Aldo Moro secondo Daniele Timpano

In tournée uno spettacolo originalissimo: tra i guizzi dell'autore e i salti logici di una narrazione a tratti surreale emergono le drammatiche vicende di una pagina amara della nostra storia
Aldo morto

Forte e intelligente personalità emergente della scena italiana, Daniele Timpano guarda ai fatti in un’ottica idealmente spericolata, ma rispettosa delle persone. Nato nel 1974, proprio nei giorni del sequestro Moro, Timpano aveva appena quattro anni e dunque non poteva vivere coscientemente ed emotivamente uno dei momenti più drammatici della storia italiana.
 
Il suo, perciò, è lo sguardo di chi ne ha preso conoscenza dopo, e lo spettacolo Aldo morto.
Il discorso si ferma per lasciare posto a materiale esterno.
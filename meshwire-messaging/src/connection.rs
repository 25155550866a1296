//! Connection objects: the client and server halves of every conversation.
//!
//! Remote connections ride a [`Channel`]; local connections bypass the wire
//! entirely for self-addressed messages. Both client flavors share the same
//! callback-table semantics, and both server flavors map reply statuses the
//! same way, so loopback and remote behavior are indistinguishable to
//! callers.

use crate::callback::CallbackTable;
use crate::channel::Channel;
use crate::error::MessagingError;
use crate::handler::HandlerRegistry;
use bytes::Bytes;
use meshwire_protocol::{Address, ProtocolMessage, Reply, Request, Status};
use std::sync::Arc;
use std::time::Duration;
use tokio::sync::oneshot;

/// The server side of a conversation: where replies go.
pub(crate) trait ServerConnection: Send + Sync {
    /// Writes a reply for the given request. No delivery guarantee beyond
    /// the channel write.
    fn reply(&self, request: &Request, status: Status, payload: Option<Bytes>);
}

/// Client side of a connection to a remote peer. 1:1 with its channel and
/// the owner of that channel's callback table.
pub(crate) struct RemoteClientConnection {
    channel: Arc<Channel>,
    callbacks: CallbackTable,
}

impl RemoteClientConnection {
    pub fn new(channel: Arc<Channel>) -> Self {
        Self {
            channel,
            callbacks: CallbackTable::new(),
        }
    }

    /// Fire-and-forget send; resolves when the frame has been written.
    pub async fn send_async(&self, request: Request) -> Result<(), MessagingError> {
        self.channel
            .write_message(&ProtocolMessage::Request(request))
            .await
    }

    /// Sends a request and awaits the correlated reply.
    ///
    /// The callback is registered before the write so a reply racing the
    /// write's completion still finds it. A write failure removes the
    /// callback again and surfaces the write error.
    pub async fn send_and_receive(
        &self,
        request: Request,
        timeout: Option<Duration>,
    ) -> Result<Bytes, MessagingError> {
        let id = request.id;
        let (tx, rx) = oneshot::channel();
        self.callbacks.register(id, &request.subject, timeout, tx);

        if let Err(error) = self
            .channel
            .write_message(&ProtocolMessage::Request(request))
            .await
        {
            self.callbacks.fail(id);
            return Err(error);
        }

        match rx.await {
            Ok(result) => result,
            Err(_) => Err(MessagingError::ConnectionClosed),
        }
    }

    /// Completes the pending callback a reply correlates to.
    pub fn dispatch(&self, reply: Reply) {
        match self.callbacks.complete(reply.id) {
            Some(callback) => match reply.status {
                Status::Ok => callback.complete(reply.payload),
                Status::ErrorNoHandler => callback.fail(MessagingError::NoRemoteHandler),
                Status::ErrorHandlerException => {
                    callback.fail(MessagingError::RemoteHandlerFailure)
                }
                Status::ProtocolException => callback.fail(MessagingError::PeerProtocolException),
            },
            None => {
                tracing::debug!(
                    "received a reply for message id {} but was unable to locate the request handle",
                    reply.id
                );
            }
        }
    }

    /// Times out overdue callbacks; driven by the service sweeper.
    pub fn sweep(&self) {
        self.callbacks.sweep();
    }

    /// Fails all outstanding callbacks with `ConnectionClosed`. Idempotent.
    pub fn close(&self) {
        self.callbacks.close();
    }
}

/// Server side of a remote conversation; stateless beyond the channel.
pub(crate) struct RemoteServerConnection {
    channel: Arc<Channel>,
    handle: tokio::runtime::Handle,
}

impl RemoteServerConnection {
    /// Must be created on the runtime; replies are spawned onto it so the
    /// (possibly synchronous) handler never blocks on the socket.
    pub fn new(channel: Arc<Channel>) -> Self {
        Self {
            channel,
            handle: tokio::runtime::Handle::current(),
        }
    }
}

impl ServerConnection for RemoteServerConnection {
    fn reply(&self, request: &Request, status: Status, payload: Option<Bytes>) {
        let reply = ProtocolMessage::Reply(Reply::new(
            request.id,
            status,
            payload.unwrap_or_default(),
        ));
        let channel = self.channel.clone();
        self.handle.spawn(async move {
            if let Err(error) = channel.write_message(&reply).await {
                tracing::debug!(
                    "failed to write reply on channel {}: {}",
                    channel.id(),
                    error
                );
            }
        });
    }
}

/// Client side of the loopback path. Invokes local handlers directly; no
/// socket is ever opened for self-addressed messages.
pub(crate) struct LocalClientConnection {
    address: Address,
    handlers: Arc<HandlerRegistry>,
    callbacks: Arc<CallbackTable>,
}

impl LocalClientConnection {
    pub fn new(address: Address, handlers: Arc<HandlerRegistry>) -> Self {
        Self {
            address,
            handlers,
            callbacks: Arc::new(CallbackTable::new()),
        }
    }

    /// Fire-and-forget delivery to a local handler. A missing handler is
    /// logged and the send still succeeds.
    pub fn send_async(&self, request: Request) -> Result<(), MessagingError> {
        match self.handlers.get(&request.subject) {
            Some(handler) => {
                tracing::trace!(
                    "{} - received message type {} from {}",
                    self.address,
                    request.subject,
                    request.sender
                );
                handler(request, Arc::new(LocalServerConnection::detached()));
            }
            None => {
                tracing::debug!(
                    "{} - no handler for message type {} from {}",
                    self.address,
                    request.subject,
                    request.sender
                );
            }
        }
        Ok(())
    }

    pub async fn send_and_receive(
        &self,
        request: Request,
        timeout: Option<Duration>,
    ) -> Result<Bytes, MessagingError> {
        let id = request.id;
        let (tx, rx) = oneshot::channel();
        self.callbacks.register(id, &request.subject, timeout, tx);

        let connection = LocalServerConnection::attached(self.callbacks.clone(), id);
        match self.handlers.get(&request.subject) {
            Some(handler) => {
                tracing::trace!(
                    "{} - received message type {} from {}",
                    self.address,
                    request.subject,
                    request.sender
                );
                handler(request, Arc::new(connection));
            }
            None => {
                tracing::debug!(
                    "{} - no handler for message type {} from {}",
                    self.address,
                    request.subject,
                    request.sender
                );
                connection.reply(&request, Status::ErrorNoHandler, None);
            }
        }

        match rx.await {
            Ok(result) => result,
            Err(_) => Err(MessagingError::ConnectionClosed),
        }
    }

    pub fn sweep(&self) {
        self.callbacks.sweep();
    }
}

/// Server side of the loopback path: completes the local callback directly
/// instead of writing a frame.
pub(crate) struct LocalServerConnection {
    target: Option<(Arc<CallbackTable>, u64)>,
}

impl LocalServerConnection {
    /// Reply target for a `send_and_receive` loopback exchange.
    fn attached(callbacks: Arc<CallbackTable>, id: u64) -> Self {
        Self {
            target: Some((callbacks, id)),
        }
    }

    /// Reply target for fire-and-forget deliveries; replies are discarded.
    fn detached() -> Self {
        Self { target: None }
    }
}

impl ServerConnection for LocalServerConnection {
    fn reply(&self, _request: &Request, status: Status, payload: Option<Bytes>) {
        let Some((callbacks, id)) = &self.target else {
            return;
        };
        if let Some(callback) = callbacks.complete(*id) {
            match status {
                Status::Ok => callback.complete(payload.unwrap_or_default()),
                Status::ErrorNoHandler => callback.fail(MessagingError::NoRemoteHandler),
                Status::ErrorHandlerException => {
                    callback.fail(MessagingError::RemoteHandlerFailure)
                }
                Status::ProtocolException => callback.fail(MessagingError::PeerProtocolException),
            }
        }
    }
}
Tragedia, che nasce da una raccolta di materiali eterogenei e di ampio respiro, non mira a ricostruire il sequestro e l’uccisione del presidente della Dc da parte delle Brigate Rosse, puntando soprattutto all’evocazione degli anni Settanta.
 
Un’Italia che non c’è più, ma fatta comunque di italiani che in molti casi ci sono ancora: un’epoca che ha lasciato dietro di sé una lunga scia di parole, spesso segnata dalla drammatica lacerazione tra “verità” e “immagine”. E Timpano si avventura in questa lacerazione passando attraverso un corpo, anzi una salma, nello stile di alcuni suoi lavori precedenti, come Dux in scatola con Mussolini, e Risorgimento pop con Mazzini e Garibaldi.
 
L’umorismo – spesso nero – e l’anticonformismo sono la cifra di Timpano, di questo originalissimo attore/drammaturgo/performer i cui lavori si inseriscono nel filone del teatro di narrazione, ma con un suo stile, che rielabora la dimensione surreale cabarettistica, la trascinante scompostezza del guitto, la verve del mattatore, dando vita a una narrazione che nega sé stessa, procedendo per salti logici, con una leggerezza che lascia filtrare argomenti tragici e perfino drammatici.
 
Nel caso di Aldo morto c’è il confronto con un’epoca di cui oggi molto si parla e poco si conosce, e con argomenti spinosi e spesso afflitti da pietismo posticcio, per cogliere il nocciolo umano della vicenda, quello di «Aldo vivo», fino a giungere al confronto con la morte e anche oltre, alla distruzione dell’uomo che diventa immagine e poi icona. 
 
Timpano attinge a ricordi personali entrando e uscendo da sé, dall’attore e dai personaggi che interpreta (il figlio di Moro, il reporter, Adriana Faranda, Renato Curcio); si maschera da Mazinga; dialoga con una macchinetta Renault 4 rossa telecomandata (quella dove fu trovato il corpo di Moro). Snocciola a suo modo, con profondità e leggerezza, un pezzo della nostra storia italica parlando del passato, per confrontarsi col presente.
 
Aldo morto. Tragedia, di e con Daniele Timpano. Al Palladium di Roma e in tournèe.